- **Try it**
Each line of the listing that contains "iter" should be found and copied.

- **Entries supplied**
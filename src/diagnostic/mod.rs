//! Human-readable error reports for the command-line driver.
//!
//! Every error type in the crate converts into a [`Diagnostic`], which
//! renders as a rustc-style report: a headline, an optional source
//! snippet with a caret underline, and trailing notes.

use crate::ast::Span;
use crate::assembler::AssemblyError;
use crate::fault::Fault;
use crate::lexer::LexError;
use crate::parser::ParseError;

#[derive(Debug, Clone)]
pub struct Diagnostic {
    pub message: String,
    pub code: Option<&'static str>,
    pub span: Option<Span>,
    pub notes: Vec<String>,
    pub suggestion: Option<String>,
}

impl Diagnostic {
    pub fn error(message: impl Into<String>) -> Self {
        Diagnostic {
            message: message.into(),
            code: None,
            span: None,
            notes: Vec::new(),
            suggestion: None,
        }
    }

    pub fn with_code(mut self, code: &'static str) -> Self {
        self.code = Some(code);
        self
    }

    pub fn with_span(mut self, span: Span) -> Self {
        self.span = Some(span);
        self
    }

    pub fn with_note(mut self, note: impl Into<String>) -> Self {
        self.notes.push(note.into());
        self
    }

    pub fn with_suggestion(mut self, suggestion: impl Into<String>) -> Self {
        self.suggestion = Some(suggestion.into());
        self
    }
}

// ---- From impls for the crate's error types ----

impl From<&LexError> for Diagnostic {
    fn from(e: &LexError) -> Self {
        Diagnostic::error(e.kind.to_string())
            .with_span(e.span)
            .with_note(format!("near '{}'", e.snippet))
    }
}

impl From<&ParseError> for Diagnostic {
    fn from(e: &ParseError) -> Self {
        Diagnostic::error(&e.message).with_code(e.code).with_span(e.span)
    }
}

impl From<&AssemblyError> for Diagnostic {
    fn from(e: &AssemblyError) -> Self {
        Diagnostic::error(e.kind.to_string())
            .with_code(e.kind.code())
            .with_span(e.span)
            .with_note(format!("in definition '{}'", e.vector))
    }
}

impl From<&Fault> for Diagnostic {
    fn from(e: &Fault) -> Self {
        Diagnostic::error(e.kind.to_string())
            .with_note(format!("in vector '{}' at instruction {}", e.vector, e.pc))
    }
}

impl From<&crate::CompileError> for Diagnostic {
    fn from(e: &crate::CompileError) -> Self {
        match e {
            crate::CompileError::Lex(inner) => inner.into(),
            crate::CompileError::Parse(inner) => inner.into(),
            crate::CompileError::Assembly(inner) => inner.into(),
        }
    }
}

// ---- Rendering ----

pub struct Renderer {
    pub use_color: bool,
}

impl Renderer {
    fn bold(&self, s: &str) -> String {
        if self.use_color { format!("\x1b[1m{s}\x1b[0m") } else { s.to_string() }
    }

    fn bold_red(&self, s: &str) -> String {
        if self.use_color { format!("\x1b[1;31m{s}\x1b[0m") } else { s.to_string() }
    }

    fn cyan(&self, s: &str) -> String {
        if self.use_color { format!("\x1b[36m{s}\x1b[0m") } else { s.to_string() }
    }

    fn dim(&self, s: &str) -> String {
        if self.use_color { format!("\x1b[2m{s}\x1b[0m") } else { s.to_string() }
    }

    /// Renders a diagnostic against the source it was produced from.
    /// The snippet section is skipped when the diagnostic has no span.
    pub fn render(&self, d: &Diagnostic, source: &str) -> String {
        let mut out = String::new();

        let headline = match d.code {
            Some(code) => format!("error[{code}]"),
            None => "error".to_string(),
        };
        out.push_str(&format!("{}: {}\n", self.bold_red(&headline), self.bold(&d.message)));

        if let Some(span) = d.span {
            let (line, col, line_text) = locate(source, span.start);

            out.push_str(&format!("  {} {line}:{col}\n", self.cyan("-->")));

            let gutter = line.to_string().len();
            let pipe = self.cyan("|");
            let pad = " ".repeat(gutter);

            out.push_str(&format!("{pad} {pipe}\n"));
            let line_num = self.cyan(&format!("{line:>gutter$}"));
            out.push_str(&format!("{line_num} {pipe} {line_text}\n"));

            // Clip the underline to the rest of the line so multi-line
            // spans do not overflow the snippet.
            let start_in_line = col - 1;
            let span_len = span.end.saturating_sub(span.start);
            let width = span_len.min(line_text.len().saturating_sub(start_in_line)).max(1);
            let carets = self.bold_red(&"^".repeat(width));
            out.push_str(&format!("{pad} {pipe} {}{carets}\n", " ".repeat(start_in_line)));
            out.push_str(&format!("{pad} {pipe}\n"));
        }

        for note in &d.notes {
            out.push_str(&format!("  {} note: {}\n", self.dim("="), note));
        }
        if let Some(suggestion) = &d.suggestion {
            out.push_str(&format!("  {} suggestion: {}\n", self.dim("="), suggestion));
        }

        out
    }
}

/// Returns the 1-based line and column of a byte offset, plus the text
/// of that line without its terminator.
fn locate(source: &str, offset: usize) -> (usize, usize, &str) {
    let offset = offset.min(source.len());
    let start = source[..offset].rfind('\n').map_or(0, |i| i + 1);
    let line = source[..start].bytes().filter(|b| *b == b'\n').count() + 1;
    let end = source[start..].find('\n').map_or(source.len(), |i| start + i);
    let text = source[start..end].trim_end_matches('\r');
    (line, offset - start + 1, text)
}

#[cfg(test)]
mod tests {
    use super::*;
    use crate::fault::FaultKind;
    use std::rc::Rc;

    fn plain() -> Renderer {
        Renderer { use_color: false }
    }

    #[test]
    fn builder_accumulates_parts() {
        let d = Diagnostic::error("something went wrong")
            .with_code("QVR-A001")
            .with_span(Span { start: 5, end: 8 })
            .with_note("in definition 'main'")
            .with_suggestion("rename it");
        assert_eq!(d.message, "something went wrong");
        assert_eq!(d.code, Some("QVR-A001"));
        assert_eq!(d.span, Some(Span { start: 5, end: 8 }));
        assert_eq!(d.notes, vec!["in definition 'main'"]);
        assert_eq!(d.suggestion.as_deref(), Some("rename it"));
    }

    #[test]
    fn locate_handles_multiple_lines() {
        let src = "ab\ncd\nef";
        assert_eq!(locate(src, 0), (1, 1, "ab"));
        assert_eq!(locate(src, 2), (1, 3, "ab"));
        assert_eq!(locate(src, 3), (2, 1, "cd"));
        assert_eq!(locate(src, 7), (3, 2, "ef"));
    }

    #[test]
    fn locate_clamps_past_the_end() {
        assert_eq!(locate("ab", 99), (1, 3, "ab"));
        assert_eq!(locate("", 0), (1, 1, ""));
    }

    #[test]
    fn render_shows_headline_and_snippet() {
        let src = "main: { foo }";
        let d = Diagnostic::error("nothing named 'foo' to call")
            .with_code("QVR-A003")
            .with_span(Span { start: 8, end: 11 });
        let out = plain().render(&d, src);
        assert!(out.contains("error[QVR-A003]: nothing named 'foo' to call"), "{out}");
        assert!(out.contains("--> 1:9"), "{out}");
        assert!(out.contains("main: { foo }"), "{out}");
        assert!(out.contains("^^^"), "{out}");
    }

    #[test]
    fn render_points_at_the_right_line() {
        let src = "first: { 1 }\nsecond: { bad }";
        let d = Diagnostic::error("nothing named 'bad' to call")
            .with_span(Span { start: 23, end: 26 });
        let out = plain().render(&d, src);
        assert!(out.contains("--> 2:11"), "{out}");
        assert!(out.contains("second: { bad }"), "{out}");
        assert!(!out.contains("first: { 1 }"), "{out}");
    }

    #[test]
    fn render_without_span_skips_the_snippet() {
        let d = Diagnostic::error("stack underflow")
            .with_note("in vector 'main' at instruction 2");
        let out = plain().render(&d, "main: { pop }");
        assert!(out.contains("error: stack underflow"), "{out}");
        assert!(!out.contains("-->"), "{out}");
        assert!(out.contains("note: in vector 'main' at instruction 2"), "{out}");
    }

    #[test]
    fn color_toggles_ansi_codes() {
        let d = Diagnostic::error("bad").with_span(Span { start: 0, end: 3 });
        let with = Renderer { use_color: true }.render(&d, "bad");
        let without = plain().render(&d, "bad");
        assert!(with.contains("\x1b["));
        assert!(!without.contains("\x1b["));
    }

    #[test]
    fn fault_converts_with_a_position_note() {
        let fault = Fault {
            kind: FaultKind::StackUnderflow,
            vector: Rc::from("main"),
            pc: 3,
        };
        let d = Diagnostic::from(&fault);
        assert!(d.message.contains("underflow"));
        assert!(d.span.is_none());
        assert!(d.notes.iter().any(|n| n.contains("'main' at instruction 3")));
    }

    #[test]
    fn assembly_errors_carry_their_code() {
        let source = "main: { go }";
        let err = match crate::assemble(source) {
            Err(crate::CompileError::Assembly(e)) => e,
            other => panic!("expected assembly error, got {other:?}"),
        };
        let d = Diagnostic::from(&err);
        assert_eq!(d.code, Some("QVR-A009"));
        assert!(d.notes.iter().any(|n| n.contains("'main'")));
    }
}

--

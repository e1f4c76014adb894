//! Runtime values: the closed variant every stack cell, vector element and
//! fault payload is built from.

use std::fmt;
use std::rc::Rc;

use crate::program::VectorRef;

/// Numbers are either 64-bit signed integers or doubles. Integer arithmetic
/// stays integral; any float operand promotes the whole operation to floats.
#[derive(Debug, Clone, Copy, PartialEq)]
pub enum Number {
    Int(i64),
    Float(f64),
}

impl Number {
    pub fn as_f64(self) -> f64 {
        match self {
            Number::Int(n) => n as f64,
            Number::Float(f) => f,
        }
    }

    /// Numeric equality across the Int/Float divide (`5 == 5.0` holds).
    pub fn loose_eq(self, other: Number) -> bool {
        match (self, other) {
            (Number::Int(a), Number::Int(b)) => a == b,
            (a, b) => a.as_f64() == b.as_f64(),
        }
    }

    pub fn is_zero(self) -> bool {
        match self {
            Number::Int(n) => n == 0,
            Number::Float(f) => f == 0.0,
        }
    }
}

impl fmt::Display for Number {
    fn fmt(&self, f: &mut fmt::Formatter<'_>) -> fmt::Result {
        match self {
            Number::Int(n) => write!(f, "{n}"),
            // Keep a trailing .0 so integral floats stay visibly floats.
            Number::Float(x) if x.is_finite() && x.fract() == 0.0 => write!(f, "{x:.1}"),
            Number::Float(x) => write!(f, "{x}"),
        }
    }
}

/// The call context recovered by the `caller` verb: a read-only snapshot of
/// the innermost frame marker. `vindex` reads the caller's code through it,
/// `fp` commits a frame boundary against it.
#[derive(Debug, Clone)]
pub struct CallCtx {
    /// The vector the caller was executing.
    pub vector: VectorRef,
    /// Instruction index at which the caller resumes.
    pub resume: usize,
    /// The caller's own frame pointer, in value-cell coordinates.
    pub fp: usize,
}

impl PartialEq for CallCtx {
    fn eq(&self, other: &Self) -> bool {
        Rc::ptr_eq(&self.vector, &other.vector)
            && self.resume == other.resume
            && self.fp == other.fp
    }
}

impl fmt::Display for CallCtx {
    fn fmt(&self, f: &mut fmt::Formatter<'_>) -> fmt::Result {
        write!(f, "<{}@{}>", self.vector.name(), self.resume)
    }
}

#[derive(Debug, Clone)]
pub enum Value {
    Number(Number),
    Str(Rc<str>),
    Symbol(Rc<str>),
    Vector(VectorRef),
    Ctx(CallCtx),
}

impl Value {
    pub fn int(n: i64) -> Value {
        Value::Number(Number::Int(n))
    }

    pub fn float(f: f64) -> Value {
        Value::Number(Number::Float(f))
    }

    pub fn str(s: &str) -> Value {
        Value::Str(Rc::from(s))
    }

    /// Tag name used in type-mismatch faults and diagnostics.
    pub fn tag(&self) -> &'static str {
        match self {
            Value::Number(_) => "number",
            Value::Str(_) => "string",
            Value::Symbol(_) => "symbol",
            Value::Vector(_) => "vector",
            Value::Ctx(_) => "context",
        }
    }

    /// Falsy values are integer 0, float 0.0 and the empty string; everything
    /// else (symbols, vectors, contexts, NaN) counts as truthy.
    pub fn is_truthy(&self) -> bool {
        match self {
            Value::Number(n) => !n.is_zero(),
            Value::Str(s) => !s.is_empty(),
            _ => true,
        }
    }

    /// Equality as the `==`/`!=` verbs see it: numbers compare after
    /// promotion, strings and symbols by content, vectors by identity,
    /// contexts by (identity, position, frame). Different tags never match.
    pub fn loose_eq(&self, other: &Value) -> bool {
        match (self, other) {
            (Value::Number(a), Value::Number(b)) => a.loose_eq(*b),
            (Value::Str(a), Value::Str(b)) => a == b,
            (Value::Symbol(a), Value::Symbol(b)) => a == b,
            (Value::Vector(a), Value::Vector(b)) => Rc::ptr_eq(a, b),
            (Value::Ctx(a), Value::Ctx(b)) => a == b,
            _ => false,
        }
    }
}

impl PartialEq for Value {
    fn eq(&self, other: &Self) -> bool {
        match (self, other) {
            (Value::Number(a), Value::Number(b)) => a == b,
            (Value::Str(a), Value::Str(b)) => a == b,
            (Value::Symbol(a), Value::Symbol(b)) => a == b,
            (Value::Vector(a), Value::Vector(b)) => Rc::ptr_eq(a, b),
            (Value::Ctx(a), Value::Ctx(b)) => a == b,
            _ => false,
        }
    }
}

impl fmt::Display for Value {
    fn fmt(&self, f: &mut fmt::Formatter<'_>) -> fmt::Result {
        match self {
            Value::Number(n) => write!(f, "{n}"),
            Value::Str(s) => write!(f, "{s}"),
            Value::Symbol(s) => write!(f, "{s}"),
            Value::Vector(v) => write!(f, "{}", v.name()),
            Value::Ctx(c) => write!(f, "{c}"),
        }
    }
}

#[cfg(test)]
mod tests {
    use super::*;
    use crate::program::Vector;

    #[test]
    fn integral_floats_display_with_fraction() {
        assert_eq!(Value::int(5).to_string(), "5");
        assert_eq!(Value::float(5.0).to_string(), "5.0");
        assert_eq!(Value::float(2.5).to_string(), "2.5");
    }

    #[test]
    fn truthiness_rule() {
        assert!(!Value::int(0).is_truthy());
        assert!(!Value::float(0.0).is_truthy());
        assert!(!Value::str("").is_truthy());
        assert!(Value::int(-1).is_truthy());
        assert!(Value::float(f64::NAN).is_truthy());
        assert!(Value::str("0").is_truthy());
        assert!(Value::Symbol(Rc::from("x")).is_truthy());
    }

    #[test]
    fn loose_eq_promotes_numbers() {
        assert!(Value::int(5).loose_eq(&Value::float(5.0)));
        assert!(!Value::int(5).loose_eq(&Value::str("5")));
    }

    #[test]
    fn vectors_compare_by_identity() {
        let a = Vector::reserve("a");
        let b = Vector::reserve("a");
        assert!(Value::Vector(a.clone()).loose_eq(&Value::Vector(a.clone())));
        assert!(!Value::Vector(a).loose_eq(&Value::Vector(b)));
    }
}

- **Response for this exercise**
        assert!(d.notes.iter().any(|n| n.contains("'main' at instruction 3")));
        assert!(d.notes.iter().any(|n| n.contains("'main'")));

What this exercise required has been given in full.